Friday, April 16, 2010

The Existence of Evil

Nonbelievers most often raise an objection to a belief in God along the lines of His allowing evil and injustice, including great evil and injustice. We know it’s a good objection because believers raise it themselves when tragedy seems overwhelming. Entire bookshelves are devoted to attempted explanations. When standard answers do not satisfy, it might be because they are inadequate. But more likely, they appear inadequate because they answer the wrong question.

Two questions are being raised when this objection arises, and it is not possible to answer both simultaneously. More especially, it is not possible to quickly answer one of them at all. Yet longer attempts to answer are off-putting from the start. Well, if you have to go on chapter after chapter, maybe you’re just being evasive, mate. I like plain answers with no baloney.

Try this imagination experiment, then: You are in my kitchen. I am making a sandwich, my back to you. You ask, with some emotion, how God can allow some great evil – a large public one like the Holocaust or a personal one such as the death of a child dear to you. I shrug and say emotionlessly “Logical necessity. You can’t have free will without the possibility of evil. Think about it. Once people have the power to do something nice, they have the power not to.” And continue with my sandwich. If I did this, you would have the profound impression that I was not-quite human, and did not understand the conversation at some basic level. I would be not merely irritating or infuriating, but a bit chilling. True?

I think folks are willing to grant the cold and logical explanation for small evils. But we’re not talking about a fender-bender that inconveniences someone for a few days; we’re talking about a three-year old being run over senselessly. We see that in theory the two are the same. But they are not the same, because we are human. That nonbelievers, however much they claim to be looking for logical answers, do not accept this logical answer is not to their shame, but to their glory. They are not merely logical, and that is a good thing. We think of ourselves as supervisors over others and think it is one thing to let a few accidents go, but irresponsible to let great injustices proceed on our watch. We apply that same standard to God, who might as a good teacher let us learn from our mistakes, but would not countenance the destruction of the whole classroom.

We cannot help but anthropomorphise here. We regard the believer’s second line of defense, to explain that God’s ways and our ways are not the same, as a mere evasion. It feels like a cruel and terrible thing to say. How can these great injustices not be evil by whatever measure we choose? Yet I will point out that this is an anthropomorphising on our part. Logically, it is a perfectly good explanation. We are rejecting it on some emotional grounds. We have smuggled in a batch of second questions underneath the first. Don’t you care? Does God not care? Is God not good? Anyone who responds so emotionlessly and callously to such great evil must not be Good, or not in any sense we can recognise. All else is evasion.

Well, we are hard to please, we humans. We ask for a simple explanation, but when it comes we realise there were harder questions underneath. Yet we don’t want book-length answers to hard questions either. Apparently, what we really want is for bad things to go away, or us to be protected from them. We didn’t really want answers at all, we wanted relief.
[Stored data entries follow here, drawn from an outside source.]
//! The scan itself: walk the site, extract links per page, collect the broken ones.

use crate::discovery::{find_pages, traverse};
use crate::error::ScanError;
use crate::extract::{LinkKind, classify, extract_links};
use crate::resolve::Resolver;
use crate::types::{ScanConfig, ScanResult};
use std::io::{self, Write};
use tracing::{debug, info};

/// Outcome of a scan.
#[derive(Debug, Default, Clone, PartialEq, Eq)]
pub struct ScanReport {
    pub broken: ScanResult,
    pub links_checked: usize,
    /// Links left unresolved: missing `href`, external, or fragment-only.
    pub links_skipped: usize,
}

impl ScanReport {
    pub fn is_ok(&self) -> bool {
        self.broken_count() == 0
    }

    pub fn pages(&self) -> usize {
        self.broken.len()
    }

    pub fn broken_count(&self) -> usize {
        self.broken.values().map(Vec::len).sum()
    }

    /// Pages with at least one broken link.
    pub fn pages_with_broken(&self) -> usize {
        self.broken.values().filter(|links| !links.is_empty()).count()
    }
}

/// Scan the site described by `config`.
///
/// Pages are visited one at a time and each link is checked once, against the
/// filesystem under `config.root`. The first unreadable directory or page
/// aborts the scan.
pub fn scan(config: &ScanConfig) -> Result<ScanReport, ScanError> {
    info!(root = %config.root.display(), depth = config.depth, "scanning site");

    let entries = traverse(&config.root, config.depth, &config.exclude)?;
    let pages = find_pages(&entries, &config.page_marker);
    debug!(entries = entries.len(), pages = pages.len(), "walk finished");

    let resolver = Resolver::new(&config.root, config.ascent);
    let mut report = ScanReport::default();

    for page in pages {
        let links = extract_links(&page.to_fs_path(&config.root)).map_err(|source| {
            ScanError::UnreadablePage {
                page: page.to_string(),
                source,
            }
        })?;
        debug!(%page, links = links.len(), "checking page");

        let mut broken = Vec::new();
        for link in &links {
            let target = match classify(link.as_deref()) {
                LinkKind::Missing => None,
                LinkKind::Local(path) if config.skip_non_local => Some(path),
                _ if config.skip_non_local => None,
                _ => link.as_deref(),
            };
            let Some(target) = target else {
                report.links_skipped += 1;
                continue;
            };

            report.links_checked += 1;
            if resolver.is_broken(&page, target) {
                broken.extend(link.clone());
            }
        }

        report.broken.insert(page, broken);
    }

    info!(
        pages = report.pages(),
        checked = report.links_checked,
        skipped = report.links_skipped,
        broken = report.broken_count(),
        "scan finished"
    );
    Ok(report)
}

/// Write the human-readable report: every page with broken links, then a summary.
pub fn render_report(report: &ScanReport, out: &mut impl Write) -> io::Result<()> {
    for (page, links) in &report.broken {
        if links.is_empty() {
            continue;
        }
        writeln!(out, "{}", page)?;
        for link in links {
            writeln!(out, "  \u{2717} {}", link)?;
        }
    }

    let mark = if report.is_ok() { "\u{2713}" } else { "\u{2717}" };
    writeln!(
        out,
        "\n{} broken link(s) across {} of {} page(s) {}",
        report.broken_count(),
        report.pages_with_broken(),
        report.pages(),
        mark
    )
}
So be it. Sumus quod sumus, we are what we are. But let us at least admit that, and not pretend to be asking high and logical questions when what we are really seeking is comfort. There is no shame in seeking comfort, and God has offered to provide it. It may be a wiser request than our original demand of God that he provide debating points for our approval. It turns out that we cannot even ask questions well until we have submitted to self-honesty, and pondered what we are really asking.

It’s a tough answer to hear. I don’t have another.

4 comments:

james said...

"How can the gods speak to us face to face till we have faces?"

Boethius said...

Perhaps a reason for a young child leaving us so early is because the Lord wants them to be with Him and He knows they will reject Him if they are allowed to grow.

This reasoning has always satisfied me somehow but then again, I have never lost a young child.

Unknown said...

I wrestled with this question for a long time and a partial answer finally arrived. Not a solution but a comforting answer in that God didn't exempt Christ from the horror of a torture murder. He knew it would occur when He created this world yet thought it was all worth it. If Christ didn't come down and suffer a horrible death, then the view that we are just pawns in God's experiment has some merit. But Christ did come down and did knowingly and willingly suffer alongside of us so there really has to be something grand at the end of all of this. This is why I could never be anything other than Christian---not even Jewish.

Tom Grey said...

Free Will -- really is the simple and true answer.

You phrased the inconsistent desires VERY nicely, thanks.

(I've been missing you on neo-neocon's comments, but I've hugely reduced my commenting and reading, too.)